- **TASK DIRECTIONS**
Track down each line below containing the string "defined" and copy it.

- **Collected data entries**

......

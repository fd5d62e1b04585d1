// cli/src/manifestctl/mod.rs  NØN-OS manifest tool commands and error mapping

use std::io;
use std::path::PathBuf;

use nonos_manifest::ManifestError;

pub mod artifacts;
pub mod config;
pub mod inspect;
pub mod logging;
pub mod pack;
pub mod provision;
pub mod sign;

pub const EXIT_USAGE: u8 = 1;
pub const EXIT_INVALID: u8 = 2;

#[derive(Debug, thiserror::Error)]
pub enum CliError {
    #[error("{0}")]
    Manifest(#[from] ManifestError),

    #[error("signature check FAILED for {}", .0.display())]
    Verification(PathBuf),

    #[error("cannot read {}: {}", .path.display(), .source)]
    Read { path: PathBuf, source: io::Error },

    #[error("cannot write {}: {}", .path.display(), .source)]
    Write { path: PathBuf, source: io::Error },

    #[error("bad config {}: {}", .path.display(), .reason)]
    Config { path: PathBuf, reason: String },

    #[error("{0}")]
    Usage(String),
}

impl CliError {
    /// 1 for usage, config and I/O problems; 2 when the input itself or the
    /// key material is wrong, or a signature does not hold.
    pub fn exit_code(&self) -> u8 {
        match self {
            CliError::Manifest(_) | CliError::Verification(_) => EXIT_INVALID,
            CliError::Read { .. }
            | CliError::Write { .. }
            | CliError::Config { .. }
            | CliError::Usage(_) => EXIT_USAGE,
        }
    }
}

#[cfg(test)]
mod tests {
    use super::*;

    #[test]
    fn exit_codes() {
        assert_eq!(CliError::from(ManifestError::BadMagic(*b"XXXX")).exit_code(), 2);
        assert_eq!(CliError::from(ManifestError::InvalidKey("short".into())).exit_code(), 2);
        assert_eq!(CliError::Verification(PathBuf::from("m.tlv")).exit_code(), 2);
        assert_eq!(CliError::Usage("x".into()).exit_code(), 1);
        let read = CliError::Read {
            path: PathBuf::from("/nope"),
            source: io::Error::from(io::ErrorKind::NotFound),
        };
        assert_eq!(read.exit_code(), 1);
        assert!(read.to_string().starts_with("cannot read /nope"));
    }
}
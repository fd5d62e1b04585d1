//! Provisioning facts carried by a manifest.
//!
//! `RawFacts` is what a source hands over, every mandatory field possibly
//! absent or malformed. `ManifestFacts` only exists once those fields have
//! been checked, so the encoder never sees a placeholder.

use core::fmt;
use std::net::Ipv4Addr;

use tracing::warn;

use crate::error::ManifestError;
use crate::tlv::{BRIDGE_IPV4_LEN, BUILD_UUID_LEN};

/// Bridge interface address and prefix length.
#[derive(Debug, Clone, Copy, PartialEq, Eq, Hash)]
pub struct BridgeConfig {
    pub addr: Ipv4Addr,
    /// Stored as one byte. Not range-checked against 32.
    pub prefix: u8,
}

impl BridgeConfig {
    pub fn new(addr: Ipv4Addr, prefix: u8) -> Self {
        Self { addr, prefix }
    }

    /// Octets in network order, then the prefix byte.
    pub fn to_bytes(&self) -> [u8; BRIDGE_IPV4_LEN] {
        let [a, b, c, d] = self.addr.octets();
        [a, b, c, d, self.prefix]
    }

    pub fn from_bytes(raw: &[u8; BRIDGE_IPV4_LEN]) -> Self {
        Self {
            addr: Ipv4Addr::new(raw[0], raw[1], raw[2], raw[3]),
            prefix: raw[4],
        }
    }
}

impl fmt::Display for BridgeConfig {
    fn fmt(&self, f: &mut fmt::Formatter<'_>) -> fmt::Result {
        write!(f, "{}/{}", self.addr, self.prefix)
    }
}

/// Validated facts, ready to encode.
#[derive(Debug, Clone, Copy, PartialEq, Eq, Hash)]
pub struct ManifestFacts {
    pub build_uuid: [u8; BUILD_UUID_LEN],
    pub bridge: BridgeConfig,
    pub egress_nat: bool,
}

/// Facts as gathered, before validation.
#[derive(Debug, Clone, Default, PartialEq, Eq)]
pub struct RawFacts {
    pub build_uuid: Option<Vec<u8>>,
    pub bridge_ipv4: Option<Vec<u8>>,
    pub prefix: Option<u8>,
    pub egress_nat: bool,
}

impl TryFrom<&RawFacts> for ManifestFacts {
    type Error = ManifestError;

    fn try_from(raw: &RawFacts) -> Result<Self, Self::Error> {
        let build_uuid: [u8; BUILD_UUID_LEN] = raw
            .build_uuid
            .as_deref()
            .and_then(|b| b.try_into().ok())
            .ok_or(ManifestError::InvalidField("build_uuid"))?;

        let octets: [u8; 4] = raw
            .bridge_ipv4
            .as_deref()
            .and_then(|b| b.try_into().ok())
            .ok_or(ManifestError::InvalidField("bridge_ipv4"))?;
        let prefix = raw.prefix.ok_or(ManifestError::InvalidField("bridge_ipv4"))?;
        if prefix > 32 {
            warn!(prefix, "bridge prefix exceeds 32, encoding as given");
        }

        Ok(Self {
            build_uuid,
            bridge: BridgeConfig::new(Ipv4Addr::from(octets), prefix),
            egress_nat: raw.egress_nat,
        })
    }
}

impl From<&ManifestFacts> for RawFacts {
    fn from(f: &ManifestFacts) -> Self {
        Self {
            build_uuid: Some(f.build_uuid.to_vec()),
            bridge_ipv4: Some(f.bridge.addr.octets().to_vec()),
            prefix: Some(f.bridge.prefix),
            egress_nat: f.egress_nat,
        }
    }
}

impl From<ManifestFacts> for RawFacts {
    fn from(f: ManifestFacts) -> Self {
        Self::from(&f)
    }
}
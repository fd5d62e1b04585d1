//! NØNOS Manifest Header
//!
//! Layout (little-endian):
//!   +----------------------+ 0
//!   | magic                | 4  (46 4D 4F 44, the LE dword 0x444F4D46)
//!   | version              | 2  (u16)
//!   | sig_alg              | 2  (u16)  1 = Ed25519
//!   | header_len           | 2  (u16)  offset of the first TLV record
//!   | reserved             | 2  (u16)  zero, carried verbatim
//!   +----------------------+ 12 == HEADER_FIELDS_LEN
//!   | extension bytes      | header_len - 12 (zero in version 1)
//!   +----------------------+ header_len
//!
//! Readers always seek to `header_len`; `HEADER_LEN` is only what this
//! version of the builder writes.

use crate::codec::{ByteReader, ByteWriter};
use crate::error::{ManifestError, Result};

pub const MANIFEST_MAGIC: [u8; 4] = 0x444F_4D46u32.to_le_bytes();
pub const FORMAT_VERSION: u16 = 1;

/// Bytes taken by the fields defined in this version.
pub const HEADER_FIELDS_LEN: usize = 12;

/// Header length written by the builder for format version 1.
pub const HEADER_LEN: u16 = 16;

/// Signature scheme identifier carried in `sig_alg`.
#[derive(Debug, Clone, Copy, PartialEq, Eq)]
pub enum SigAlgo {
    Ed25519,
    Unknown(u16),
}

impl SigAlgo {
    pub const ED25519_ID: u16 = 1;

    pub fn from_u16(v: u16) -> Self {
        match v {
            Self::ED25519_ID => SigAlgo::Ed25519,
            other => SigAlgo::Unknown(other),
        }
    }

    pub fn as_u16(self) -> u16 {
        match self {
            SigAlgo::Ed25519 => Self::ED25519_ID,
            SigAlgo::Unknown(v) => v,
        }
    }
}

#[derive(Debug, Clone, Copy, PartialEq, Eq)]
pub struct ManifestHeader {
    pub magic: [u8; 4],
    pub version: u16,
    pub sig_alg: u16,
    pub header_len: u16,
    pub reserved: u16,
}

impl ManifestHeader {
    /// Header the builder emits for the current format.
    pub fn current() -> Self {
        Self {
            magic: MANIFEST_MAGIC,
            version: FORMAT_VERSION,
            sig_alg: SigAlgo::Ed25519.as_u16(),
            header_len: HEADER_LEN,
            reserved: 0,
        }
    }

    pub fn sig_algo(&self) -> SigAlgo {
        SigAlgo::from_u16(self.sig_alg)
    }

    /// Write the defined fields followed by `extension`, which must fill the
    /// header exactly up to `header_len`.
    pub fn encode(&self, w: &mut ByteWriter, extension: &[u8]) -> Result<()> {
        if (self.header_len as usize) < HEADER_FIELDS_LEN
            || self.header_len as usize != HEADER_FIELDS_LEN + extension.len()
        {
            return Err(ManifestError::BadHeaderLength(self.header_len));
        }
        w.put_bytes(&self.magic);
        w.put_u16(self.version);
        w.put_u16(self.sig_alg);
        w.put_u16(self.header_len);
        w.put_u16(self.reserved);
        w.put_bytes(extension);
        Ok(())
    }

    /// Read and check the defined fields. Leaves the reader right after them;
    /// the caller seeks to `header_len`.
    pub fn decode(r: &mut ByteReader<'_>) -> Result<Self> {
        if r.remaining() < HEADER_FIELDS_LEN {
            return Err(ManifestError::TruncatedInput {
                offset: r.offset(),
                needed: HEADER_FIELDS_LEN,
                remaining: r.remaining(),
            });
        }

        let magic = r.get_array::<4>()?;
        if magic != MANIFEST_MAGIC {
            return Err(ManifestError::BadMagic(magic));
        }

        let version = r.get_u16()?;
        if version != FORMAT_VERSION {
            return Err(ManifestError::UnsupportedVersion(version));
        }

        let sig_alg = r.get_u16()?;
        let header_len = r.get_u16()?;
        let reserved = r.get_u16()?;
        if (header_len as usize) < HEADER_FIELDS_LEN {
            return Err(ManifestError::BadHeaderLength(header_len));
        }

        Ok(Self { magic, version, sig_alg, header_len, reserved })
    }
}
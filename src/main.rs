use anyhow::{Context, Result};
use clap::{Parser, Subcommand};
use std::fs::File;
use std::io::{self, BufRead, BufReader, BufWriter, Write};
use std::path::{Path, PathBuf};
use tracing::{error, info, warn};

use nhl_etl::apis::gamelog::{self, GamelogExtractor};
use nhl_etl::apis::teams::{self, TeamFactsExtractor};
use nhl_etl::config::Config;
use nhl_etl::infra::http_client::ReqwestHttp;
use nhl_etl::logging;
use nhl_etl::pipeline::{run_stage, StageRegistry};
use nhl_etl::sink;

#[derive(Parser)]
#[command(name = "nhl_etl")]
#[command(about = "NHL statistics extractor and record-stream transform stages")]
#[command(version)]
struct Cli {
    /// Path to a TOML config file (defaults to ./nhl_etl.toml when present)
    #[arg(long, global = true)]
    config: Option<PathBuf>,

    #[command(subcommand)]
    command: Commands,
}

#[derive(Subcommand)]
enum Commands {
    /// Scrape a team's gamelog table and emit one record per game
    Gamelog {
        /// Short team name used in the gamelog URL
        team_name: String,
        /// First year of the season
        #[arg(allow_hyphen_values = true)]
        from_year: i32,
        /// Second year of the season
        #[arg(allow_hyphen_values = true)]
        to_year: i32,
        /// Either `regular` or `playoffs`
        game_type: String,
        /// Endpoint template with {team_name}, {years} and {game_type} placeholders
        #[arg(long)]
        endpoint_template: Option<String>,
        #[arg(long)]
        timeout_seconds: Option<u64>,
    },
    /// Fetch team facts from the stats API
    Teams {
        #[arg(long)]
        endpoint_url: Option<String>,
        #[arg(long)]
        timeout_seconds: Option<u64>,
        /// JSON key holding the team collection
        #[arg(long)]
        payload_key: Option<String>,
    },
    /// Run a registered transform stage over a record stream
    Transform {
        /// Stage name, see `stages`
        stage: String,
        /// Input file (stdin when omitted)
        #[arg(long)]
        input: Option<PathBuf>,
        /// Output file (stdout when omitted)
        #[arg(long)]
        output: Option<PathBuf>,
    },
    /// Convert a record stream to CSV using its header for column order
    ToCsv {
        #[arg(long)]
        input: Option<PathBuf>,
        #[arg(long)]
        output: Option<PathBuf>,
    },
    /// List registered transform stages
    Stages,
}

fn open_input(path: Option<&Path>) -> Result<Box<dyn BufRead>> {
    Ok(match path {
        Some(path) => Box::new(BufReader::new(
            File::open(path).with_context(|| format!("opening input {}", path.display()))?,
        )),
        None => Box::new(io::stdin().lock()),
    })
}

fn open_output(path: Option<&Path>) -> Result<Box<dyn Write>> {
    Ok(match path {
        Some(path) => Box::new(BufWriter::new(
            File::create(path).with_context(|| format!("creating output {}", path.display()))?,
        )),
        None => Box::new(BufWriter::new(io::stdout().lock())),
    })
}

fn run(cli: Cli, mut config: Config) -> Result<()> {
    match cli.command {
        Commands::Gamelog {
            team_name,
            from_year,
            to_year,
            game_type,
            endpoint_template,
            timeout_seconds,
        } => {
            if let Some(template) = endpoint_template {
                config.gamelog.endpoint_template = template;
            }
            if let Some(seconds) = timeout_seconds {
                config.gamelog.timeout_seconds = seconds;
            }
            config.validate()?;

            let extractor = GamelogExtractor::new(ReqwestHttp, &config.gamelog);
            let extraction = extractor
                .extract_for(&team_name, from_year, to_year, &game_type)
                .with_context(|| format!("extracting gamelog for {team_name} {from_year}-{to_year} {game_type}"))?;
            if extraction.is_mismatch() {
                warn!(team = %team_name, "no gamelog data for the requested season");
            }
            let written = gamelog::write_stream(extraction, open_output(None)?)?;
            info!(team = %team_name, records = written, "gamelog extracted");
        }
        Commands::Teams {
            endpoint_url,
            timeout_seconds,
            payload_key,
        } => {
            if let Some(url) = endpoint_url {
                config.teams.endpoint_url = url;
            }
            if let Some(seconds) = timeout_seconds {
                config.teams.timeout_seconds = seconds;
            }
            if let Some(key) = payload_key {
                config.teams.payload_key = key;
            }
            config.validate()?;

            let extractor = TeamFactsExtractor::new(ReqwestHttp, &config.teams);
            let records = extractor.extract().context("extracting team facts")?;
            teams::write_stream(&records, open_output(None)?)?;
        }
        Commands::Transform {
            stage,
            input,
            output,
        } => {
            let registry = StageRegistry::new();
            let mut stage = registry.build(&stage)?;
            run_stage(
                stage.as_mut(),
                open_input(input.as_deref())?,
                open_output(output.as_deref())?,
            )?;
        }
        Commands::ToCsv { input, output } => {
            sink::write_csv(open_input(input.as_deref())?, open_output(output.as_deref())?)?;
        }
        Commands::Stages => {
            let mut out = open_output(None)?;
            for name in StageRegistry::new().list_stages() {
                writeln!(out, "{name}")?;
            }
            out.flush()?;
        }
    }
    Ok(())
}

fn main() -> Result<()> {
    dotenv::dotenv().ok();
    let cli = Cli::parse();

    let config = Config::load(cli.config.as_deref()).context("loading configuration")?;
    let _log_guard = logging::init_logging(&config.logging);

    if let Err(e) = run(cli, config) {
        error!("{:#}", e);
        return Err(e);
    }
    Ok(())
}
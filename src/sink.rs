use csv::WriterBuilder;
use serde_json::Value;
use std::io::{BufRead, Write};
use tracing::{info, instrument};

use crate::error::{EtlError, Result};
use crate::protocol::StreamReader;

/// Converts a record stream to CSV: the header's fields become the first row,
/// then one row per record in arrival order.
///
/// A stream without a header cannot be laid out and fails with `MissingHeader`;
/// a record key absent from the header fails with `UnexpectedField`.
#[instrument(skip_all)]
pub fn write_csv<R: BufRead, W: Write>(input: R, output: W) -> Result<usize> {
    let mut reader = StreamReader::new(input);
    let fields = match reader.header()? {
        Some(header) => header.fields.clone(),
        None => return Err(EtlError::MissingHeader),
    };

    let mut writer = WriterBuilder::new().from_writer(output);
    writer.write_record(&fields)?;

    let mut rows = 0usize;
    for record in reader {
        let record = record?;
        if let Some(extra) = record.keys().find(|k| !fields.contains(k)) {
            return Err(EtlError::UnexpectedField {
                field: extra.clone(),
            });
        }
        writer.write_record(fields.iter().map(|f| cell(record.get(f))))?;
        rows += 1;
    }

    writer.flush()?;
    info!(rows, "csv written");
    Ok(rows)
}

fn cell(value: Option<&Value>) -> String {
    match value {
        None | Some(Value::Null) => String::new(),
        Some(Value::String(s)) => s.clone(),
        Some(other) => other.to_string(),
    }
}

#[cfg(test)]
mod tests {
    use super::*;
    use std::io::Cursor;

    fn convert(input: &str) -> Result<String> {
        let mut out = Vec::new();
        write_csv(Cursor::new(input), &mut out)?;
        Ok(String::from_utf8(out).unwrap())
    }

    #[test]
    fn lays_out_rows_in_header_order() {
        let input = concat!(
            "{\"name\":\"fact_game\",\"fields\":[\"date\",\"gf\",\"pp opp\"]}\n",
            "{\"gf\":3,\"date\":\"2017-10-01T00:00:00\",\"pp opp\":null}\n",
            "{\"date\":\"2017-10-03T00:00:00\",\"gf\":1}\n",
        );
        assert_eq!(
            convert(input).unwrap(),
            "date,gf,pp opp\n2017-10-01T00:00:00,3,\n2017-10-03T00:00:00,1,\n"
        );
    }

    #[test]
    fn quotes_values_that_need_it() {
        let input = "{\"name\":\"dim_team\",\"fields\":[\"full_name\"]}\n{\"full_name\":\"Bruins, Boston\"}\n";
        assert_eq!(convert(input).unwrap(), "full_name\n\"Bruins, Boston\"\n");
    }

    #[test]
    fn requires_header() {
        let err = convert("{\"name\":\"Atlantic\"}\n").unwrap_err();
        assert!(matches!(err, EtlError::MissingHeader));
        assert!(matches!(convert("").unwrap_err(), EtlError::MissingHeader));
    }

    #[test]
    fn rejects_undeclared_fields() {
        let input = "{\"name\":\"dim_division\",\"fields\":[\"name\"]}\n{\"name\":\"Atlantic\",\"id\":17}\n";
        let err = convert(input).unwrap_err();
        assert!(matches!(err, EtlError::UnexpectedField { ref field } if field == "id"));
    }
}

......

- **OUTPUT FOR THIS TASK**
/// Bytes taken by the fields defined in this version.
    /// Write the defined fields followed by `extension`, which must fill the
    /// Read and check the defined fields. Leaves the reader right after them;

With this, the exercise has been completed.